One lesson is to use a portfolio approach. After all, you need initiatives that address the Now, as well as the Next. Spend more of your operating expenses on the Now priorities. Invest more of your capital expenses on the Next. This approach forces you to allocate resources to both sides of the ledger—ensuring you’re not starving future growth in pursuit of short-term stability or undermining the business’s foundations by betting too heavily on one future outcome.
Tesla, for example, is all-in on an EV future. They’ve continued to make large investments in battery technology and production. At the same time, they responded to softening demand last year by cutting prices on popular models. They still fell short of sales growth expectations. But that’s news from the moment.
Another lesson to take from savvy investors is to avoid panic selling in response to volatility. A few years back, wealth management giant Fidelity Investments conducted a study of their best-performing accounts. One thing stood out about many of their best investors: They were all dead people. It turns out that accounts owned by the deceased outperformed those of the living over a 10-year period because they were immune to short-term plunges (and everything else!) The same principle applies in corporate strategy: if your entire plan falls apart the moment you see a dip in sales or a negative news cycle, you’re going to be a victim of fate rather than in command of your own. Throwing out your long-term strategy in reaction to a bad quarter is the equivalent of confusing weather with long-term climate.
By their nature, periods of volatility don’t tend to last that long before things return to the mean.
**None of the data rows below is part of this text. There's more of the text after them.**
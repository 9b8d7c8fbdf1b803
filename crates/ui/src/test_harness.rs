use std::sync::Arc;

use lesson_core::model::{CourseId, ExecutionResult, LessonId};
use lesson_core::time::fixed_clock;
use services::{ClientServices, ScriptedLessonApi};
use storage::Storage;

use crate::controller::LessonController;
use crate::page::PageDocument;

pub const OUTPUT: &str = "output";

pub struct Harness {
    pub api: ScriptedLessonApi,
    pub storage: Storage,
    pub controller: LessonController<PageDocument>,
}

pub fn lesson(id: &str) -> LessonId {
    LessonId::new(id).unwrap()
}

/// A lesson page with a loading indicator, one output region, the run and
/// reset buttons and markers for lessons 1 to 3.
pub fn lesson_page() -> PageDocument {
    PageDocument::new()
        .with_loading()
        .with_output_region(OUTPUT)
        .with_control("run-code")
        .with_control("reset-code")
        .with_lesson_marker(lesson("1"))
        .with_lesson_marker(lesson("2"))
        .with_lesson_marker(lesson("3"))
}

pub fn harness(page: PageDocument) -> Harness {
    harness_with_storage(page, Storage::in_memory())
}

pub fn harness_with_storage(page: PageDocument, storage: Storage) -> Harness {
    let api = ScriptedLessonApi::new();
    let services = ClientServices::new(
        Arc::new(api.clone()),
        CourseId::new("dart-basics").unwrap(),
        fixed_clock(),
        &storage,
    );
    Harness {
        api,
        storage,
        controller: LessonController::new(page, services),
    }
}

pub fn printed(output: &str) -> ExecutionResult {
    ExecutionResult {
        success: true,
        output: Some(output.to_string()),
        error: None,
    }
}

/// Decode the angle bracket entities, named or numeric.
pub fn unescaped(html: &str) -> String {
    html.replace("&lt;", "<")
        .replace("&#60;", "<")
        .replace("&gt;", ">")
        .replace("&#62;", ">")
}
Take that scary recession that never showed up. Even if it did, it would have been a moment. Since World War II, U.S. recessions have only lasted an average of 10 months. The last one lasted two months. That’s a blink of an eye when trying to balance the Now and the Next.
Filter Out The Noise
Some of the most future-focused leaders I know are working to balance the Now and the Next as they plan out the coming year. It’s a core responsibility they have to their investors, customers, and employees. They also have to communicate their vision for the future clearly so that stakeholders can see why it’s worth enduring periods of difficulty.
Make no mistake, there are plenty of things to worry about, from potential trade wars to intensifying global instability. A useful exercise to help filter out the noise is to write down all the things that could affect the business in two columns—one for Now and the other for Next. The items in the now column shouldn’t be allowed to distract from long-term strategy, which is not to say they might not need attention. Items in the next category may demand a reevaluation of your strategy if they’re not already baked in.
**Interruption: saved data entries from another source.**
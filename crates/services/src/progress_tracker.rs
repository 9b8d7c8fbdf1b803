use std::sync::Arc;

use lesson_core::Clock;
use lesson_core::model::{CourseId, LessonId, ProgressMap, ProgressRecord, ServerProgress};
use storage::{ProgressStore, StorageError};
use tokio::task::JoinHandle;
use tracing::{error, warn};

use crate::api::{LessonApi, SaveProgressRequest, SaveProgressResponse};
use crate::error::SyncError;

/// Keeps the local progress cache and the server in step.
#[derive(Clone)]
pub struct ProgressTracker {
    api: Arc<dyn LessonApi>,
    store: ProgressStore,
    clock: Clock,
    course_id: CourseId,
}

/// Result of [`ProgressTracker::track_progress`].
///
/// `record` is the updated local record, or `None` when local storage is
/// unavailable. `push` resolves once the server has answered; dropping it
/// leaves the push running in the background.
pub struct TrackedProgress {
    pub record: Option<ProgressRecord>,
    pub push: JoinHandle<Result<SaveProgressResponse, SyncError>>,
}

impl ProgressTracker {
    #[must_use]
    pub fn new(
        api: Arc<dyn LessonApi>,
        store: ProgressStore,
        clock: Clock,
        course_id: CourseId,
    ) -> Self {
        Self {
            api,
            store,
            clock,
            course_id,
        }
    }

    #[must_use]
    pub fn course_id(&self) -> &CourseId {
        &self.course_id
    }

    /// Count an attempt at `lesson` locally, then push it to the server.
    ///
    /// The local write completes before the push is issued. Push failures
    /// are logged by the background task and returned through the handle;
    /// nothing is retried.
    pub async fn track_progress(&self, lesson: &LessonId, completed: bool) -> TrackedProgress {
        let now = self.clock.now();
        let record = match self
            .store
            .update(|map| map.track(lesson, completed, now).clone())
            .await
        {
            Ok(record) => Some(record),
            Err(StorageError::Unavailable) => None,
            Err(err) => {
                warn!(%lesson, error = %err, "could not update cached progress");
                None
            }
        };

        let tracker = self.clone();
        let lesson = lesson.clone();
        let push = tokio::spawn(async move {
            let result = tracker.push_progress(&lesson, completed).await;
            if let Err(err) = &result {
                error!(%lesson, error = %err, "failed to save progress");
            }
            result
        });

        TrackedProgress { record, push }
    }

    /// Send one progress update for the configured course.
    ///
    /// # Errors
    ///
    /// Returns `SyncError::Network` if the server cannot be reached and
    /// `SyncError::Application` if it answers `success: false`.
    pub async fn push_progress(
        &self,
        lesson: &LessonId,
        completed: bool,
    ) -> Result<SaveProgressResponse, SyncError> {
        let request = SaveProgressRequest {
            course_id: self.course_id.clone(),
            lesson_id: lesson.clone(),
            completed,
        };
        let response = self.api.save_progress(&request).await?;
        if response.success {
            Ok(response)
        } else {
            Err(SyncError::Application(
                response.error.unwrap_or_else(|| "unknown error".into()),
            ))
        }
    }

    /// Fetch the server's progress list and replace the local cache with it.
    ///
    /// Server entries carry no start time or attempt count, so those reset.
    /// The cache is left alone when the fetch fails, including a successful
    /// answer without a progress list.
    ///
    /// # Errors
    ///
    /// Returns `SyncError::Network` or `SyncError::Application`.
    pub async fn fetch_server_progress(&self) -> Result<Vec<ServerProgress>, SyncError> {
        let response = self.api.get_progress().await?;
        if !response.success {
            return Err(SyncError::Application(
                response.error.unwrap_or_else(|| "unknown error".into()),
            ));
        }
        let Some(entries) = response.progress else {
            return Err(SyncError::Application("missing progress".into()));
        };

        match self.store.set(&ProgressMap::from_server(&entries)).await {
            Ok(()) | Err(StorageError::Unavailable) => {}
            Err(err) => warn!(error = %err, "could not cache server progress"),
        }
        Ok(entries)
    }

    /// [`ProgressTracker::fetch_server_progress`], logging failures and
    /// answering an empty list instead.
    pub async fn load_progress_from_server(&self) -> Vec<ServerProgress> {
        match self.fetch_server_progress().await {
            Ok(entries) => entries,
            Err(err) => {
                error!(error = %err, "failed to load progress");
                Vec::new()
            }
        }
    }

    /// The cached map, or an empty one when it cannot be read.
    pub async fn local_progress(&self) -> ProgressMap {
        match self.store.get().await {
            Ok(map) => map,
            Err(StorageError::Unavailable) => ProgressMap::new(),
            Err(err) => {
                warn!(error = %err, "could not read cached progress");
                ProgressMap::new()
            }
        }
    }
}

/// Whether `lesson` counts as completed. The first server entry for the
/// lesson decides when it says completed; otherwise the local cache does.
#[must_use]
pub fn is_lesson_completed(lesson: &LessonId, server: &[ServerProgress], local: &ProgressMap) -> bool {
    let on_server = server
        .iter()
        .find(|entry| &entry.lesson_id == lesson)
        .is_some_and(ServerProgress::is_completed);
    on_server || local.is_completed(lesson)
}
Leaders need to accept that blips will happen and will need to be addressed rather than ignored. But this should be in the form of adjusting the dial rather than ripping apart the engine. And we all need to dedicate regular time to identifying macro trends and playing out various scenarios for what might happen.
Reflect back to the start of last year on how many of those seeming emergencies and fears turned out to be overblown. It’s clear now that those headlines didn’t represent the real risks. Those risks—and their opportunities—lay in the currents running beneath them.